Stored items

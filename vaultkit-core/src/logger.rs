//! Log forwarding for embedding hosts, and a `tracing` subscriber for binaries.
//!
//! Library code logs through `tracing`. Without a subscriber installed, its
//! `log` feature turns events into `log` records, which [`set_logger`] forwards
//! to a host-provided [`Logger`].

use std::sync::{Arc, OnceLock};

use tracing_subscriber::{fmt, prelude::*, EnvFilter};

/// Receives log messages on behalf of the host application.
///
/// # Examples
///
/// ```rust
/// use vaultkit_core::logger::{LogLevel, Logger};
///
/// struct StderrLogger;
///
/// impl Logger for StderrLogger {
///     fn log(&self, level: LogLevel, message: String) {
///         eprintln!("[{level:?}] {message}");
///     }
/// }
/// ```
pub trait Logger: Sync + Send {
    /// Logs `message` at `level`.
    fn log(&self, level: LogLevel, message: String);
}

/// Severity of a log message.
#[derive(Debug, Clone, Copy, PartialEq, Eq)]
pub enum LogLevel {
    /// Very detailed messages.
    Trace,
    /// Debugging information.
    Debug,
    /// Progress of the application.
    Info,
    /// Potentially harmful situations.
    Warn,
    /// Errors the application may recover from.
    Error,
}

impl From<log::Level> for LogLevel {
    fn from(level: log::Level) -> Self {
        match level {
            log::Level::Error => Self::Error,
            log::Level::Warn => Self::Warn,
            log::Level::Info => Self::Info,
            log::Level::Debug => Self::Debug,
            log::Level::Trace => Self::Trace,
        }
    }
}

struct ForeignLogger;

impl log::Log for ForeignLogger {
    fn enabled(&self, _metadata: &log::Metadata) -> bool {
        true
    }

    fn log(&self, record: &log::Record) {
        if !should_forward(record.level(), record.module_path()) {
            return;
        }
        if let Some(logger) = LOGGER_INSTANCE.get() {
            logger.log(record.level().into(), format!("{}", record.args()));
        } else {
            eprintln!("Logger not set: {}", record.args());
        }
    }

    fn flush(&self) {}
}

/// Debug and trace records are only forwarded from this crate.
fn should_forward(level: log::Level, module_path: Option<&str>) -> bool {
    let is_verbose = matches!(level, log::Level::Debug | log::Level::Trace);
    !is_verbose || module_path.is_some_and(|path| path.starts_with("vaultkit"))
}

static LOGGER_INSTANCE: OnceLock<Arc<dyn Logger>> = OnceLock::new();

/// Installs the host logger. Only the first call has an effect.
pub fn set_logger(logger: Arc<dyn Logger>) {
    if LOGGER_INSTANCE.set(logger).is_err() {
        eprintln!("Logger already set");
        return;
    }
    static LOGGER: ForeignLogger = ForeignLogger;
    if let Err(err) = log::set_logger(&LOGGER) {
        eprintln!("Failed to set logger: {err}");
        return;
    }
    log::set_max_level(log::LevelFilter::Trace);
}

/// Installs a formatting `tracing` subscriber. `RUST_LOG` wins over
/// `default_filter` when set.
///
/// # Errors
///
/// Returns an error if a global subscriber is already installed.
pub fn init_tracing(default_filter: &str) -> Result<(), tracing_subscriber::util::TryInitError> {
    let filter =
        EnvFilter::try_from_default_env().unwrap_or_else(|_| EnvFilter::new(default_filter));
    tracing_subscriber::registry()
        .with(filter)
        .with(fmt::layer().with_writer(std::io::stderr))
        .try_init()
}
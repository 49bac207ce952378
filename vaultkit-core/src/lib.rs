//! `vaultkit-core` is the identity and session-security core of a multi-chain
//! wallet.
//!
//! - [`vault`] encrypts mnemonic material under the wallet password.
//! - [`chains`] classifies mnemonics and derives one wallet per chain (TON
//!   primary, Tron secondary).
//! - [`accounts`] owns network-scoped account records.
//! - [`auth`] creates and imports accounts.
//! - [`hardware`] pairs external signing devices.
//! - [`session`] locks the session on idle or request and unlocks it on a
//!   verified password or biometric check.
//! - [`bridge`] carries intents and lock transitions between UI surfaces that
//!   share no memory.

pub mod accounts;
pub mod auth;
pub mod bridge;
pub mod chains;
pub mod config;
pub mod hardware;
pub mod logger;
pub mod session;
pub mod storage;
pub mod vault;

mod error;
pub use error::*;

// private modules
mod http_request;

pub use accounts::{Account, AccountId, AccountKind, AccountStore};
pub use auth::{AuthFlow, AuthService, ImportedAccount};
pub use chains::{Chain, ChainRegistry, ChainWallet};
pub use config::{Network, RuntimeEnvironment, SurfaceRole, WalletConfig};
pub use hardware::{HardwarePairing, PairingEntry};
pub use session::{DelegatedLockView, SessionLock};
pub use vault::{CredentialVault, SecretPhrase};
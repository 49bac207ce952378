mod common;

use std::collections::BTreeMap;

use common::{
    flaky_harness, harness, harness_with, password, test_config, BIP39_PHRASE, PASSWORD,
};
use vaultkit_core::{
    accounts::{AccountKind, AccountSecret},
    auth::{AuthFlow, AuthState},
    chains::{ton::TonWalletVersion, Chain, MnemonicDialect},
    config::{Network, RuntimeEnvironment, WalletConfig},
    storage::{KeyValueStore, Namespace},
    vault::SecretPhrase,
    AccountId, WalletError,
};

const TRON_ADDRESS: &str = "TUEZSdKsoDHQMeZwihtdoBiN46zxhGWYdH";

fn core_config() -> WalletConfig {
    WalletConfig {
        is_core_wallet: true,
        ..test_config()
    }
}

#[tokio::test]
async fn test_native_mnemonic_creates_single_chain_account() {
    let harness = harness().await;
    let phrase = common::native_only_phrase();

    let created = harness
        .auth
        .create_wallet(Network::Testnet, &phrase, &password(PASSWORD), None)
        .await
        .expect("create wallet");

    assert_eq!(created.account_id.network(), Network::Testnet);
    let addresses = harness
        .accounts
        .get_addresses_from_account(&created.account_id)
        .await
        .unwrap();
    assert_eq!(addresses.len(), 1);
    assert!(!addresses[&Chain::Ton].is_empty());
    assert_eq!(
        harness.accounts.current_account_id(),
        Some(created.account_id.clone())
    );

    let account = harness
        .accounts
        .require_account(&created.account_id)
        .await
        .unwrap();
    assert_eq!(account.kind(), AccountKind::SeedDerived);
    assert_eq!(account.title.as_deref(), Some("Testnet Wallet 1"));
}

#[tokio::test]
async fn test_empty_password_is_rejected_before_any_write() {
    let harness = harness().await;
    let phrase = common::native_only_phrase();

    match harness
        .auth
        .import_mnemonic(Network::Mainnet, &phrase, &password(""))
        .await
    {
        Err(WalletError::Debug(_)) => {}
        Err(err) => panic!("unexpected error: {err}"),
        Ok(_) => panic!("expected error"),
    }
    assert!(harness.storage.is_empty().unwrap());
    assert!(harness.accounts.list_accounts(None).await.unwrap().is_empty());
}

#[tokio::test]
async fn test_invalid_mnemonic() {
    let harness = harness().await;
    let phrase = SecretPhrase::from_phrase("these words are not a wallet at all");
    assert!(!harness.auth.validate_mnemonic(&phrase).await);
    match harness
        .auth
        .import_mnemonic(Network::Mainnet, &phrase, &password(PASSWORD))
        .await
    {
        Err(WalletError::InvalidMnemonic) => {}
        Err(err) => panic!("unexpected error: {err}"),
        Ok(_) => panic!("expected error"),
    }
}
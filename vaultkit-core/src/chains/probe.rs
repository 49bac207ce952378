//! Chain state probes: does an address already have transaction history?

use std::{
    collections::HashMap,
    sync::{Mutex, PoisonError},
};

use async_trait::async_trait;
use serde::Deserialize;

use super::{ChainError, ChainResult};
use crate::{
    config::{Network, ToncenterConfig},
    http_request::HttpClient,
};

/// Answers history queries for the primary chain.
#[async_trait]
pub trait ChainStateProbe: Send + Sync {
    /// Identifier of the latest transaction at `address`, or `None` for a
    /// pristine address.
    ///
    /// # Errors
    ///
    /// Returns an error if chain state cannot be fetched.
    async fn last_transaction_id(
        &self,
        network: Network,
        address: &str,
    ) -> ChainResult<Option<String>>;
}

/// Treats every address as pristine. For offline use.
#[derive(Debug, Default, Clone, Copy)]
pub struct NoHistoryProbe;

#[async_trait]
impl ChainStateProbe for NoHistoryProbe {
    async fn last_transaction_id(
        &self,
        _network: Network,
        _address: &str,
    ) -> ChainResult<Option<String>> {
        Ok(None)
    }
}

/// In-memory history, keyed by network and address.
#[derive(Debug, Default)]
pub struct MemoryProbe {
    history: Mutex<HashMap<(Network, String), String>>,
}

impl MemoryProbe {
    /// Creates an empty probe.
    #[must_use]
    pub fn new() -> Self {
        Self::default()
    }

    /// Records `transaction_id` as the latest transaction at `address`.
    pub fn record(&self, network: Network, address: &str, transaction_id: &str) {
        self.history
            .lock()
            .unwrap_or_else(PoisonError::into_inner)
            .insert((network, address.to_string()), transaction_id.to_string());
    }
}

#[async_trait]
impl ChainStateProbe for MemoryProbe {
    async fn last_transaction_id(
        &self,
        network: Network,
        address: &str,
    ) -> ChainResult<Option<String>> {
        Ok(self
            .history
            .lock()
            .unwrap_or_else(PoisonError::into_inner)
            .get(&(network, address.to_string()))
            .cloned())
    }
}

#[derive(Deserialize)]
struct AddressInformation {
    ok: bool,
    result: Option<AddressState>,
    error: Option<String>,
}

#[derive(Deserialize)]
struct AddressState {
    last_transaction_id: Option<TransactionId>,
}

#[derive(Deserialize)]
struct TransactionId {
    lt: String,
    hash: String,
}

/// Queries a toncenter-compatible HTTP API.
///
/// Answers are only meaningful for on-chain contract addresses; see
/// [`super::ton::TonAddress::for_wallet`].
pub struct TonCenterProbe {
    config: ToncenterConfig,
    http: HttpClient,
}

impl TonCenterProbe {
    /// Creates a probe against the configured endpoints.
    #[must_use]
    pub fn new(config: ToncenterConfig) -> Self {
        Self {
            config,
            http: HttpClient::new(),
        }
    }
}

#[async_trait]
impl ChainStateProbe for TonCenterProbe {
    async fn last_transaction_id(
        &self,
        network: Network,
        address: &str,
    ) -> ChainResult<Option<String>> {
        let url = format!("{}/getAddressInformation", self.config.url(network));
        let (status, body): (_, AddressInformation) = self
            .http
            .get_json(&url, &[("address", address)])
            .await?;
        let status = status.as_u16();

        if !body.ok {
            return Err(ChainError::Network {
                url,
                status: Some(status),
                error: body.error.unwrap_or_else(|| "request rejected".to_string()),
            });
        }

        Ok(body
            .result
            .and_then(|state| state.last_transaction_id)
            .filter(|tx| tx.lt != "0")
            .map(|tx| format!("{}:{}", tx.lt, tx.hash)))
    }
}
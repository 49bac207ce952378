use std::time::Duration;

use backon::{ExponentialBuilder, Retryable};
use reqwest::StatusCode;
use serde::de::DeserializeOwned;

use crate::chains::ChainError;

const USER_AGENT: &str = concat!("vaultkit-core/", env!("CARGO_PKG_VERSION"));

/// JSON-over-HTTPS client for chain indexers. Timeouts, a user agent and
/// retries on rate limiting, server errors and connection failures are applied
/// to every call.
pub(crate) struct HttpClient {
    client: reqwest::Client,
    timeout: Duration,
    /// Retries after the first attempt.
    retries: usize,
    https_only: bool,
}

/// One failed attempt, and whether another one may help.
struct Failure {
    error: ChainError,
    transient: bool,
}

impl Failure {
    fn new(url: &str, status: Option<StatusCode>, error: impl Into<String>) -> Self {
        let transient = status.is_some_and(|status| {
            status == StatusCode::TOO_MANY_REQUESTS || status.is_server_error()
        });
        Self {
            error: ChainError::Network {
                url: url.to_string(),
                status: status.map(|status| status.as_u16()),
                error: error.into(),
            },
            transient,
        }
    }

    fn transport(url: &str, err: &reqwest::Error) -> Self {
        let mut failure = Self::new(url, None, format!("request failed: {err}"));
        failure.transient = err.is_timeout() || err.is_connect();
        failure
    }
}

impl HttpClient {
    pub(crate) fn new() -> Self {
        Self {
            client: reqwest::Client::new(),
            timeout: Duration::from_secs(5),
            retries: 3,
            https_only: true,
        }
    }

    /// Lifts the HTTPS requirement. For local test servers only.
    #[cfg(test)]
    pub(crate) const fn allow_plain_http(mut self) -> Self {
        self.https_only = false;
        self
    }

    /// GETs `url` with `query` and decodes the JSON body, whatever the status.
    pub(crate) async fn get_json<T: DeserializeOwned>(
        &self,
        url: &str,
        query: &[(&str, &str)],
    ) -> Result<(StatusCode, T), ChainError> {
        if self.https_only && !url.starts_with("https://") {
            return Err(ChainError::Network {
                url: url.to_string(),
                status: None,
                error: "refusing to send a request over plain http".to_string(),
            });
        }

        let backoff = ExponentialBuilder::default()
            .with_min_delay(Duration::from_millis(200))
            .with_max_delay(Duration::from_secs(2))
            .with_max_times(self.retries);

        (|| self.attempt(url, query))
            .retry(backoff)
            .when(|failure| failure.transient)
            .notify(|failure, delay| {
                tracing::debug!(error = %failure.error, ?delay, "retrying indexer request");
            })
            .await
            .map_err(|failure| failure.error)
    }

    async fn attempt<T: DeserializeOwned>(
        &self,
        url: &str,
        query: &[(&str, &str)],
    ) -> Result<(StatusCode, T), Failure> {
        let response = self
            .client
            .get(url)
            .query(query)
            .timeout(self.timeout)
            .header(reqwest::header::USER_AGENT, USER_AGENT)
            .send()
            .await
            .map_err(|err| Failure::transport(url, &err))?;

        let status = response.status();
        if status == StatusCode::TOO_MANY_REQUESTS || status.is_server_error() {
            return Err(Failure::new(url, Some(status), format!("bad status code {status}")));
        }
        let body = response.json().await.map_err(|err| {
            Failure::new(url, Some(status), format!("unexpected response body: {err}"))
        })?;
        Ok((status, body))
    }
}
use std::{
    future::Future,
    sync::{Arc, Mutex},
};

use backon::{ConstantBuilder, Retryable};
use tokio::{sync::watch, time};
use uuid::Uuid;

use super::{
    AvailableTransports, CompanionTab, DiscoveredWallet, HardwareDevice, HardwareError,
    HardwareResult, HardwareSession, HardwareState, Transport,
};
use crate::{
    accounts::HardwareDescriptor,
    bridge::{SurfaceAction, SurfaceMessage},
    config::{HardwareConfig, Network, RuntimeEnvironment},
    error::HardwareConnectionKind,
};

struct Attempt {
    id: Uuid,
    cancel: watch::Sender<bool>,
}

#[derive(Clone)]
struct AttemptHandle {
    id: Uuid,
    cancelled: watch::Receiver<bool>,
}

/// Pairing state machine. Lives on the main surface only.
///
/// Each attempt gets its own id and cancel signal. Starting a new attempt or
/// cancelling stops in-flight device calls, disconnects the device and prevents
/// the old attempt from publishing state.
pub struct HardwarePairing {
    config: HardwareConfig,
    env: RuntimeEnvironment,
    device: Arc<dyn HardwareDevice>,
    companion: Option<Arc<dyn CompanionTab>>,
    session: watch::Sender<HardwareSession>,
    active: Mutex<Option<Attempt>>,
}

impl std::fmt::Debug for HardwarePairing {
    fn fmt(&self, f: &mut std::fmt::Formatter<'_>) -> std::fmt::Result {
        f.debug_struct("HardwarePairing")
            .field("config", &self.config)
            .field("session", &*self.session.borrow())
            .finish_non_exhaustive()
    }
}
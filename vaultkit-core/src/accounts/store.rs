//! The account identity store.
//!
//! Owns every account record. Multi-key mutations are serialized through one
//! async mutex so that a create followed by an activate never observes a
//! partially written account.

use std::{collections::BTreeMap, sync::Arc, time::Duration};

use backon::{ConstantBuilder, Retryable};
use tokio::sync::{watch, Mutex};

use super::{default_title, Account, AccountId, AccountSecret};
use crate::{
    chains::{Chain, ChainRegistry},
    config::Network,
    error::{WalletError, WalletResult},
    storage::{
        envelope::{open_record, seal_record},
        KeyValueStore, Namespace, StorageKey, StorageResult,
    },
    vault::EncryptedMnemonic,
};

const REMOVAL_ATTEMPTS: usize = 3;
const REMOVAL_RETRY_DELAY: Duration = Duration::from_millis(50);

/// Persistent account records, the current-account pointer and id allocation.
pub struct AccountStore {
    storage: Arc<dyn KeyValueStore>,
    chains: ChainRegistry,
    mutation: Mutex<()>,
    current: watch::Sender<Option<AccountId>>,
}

* Problem details
Lines containing the string "latest" are the ones to copy from the entries above.

* Solution for this exercise
    /// Identifier of the latest transaction at `address`, or `None` for a
    /// Records `transaction_id` as the latest transaction at `address`.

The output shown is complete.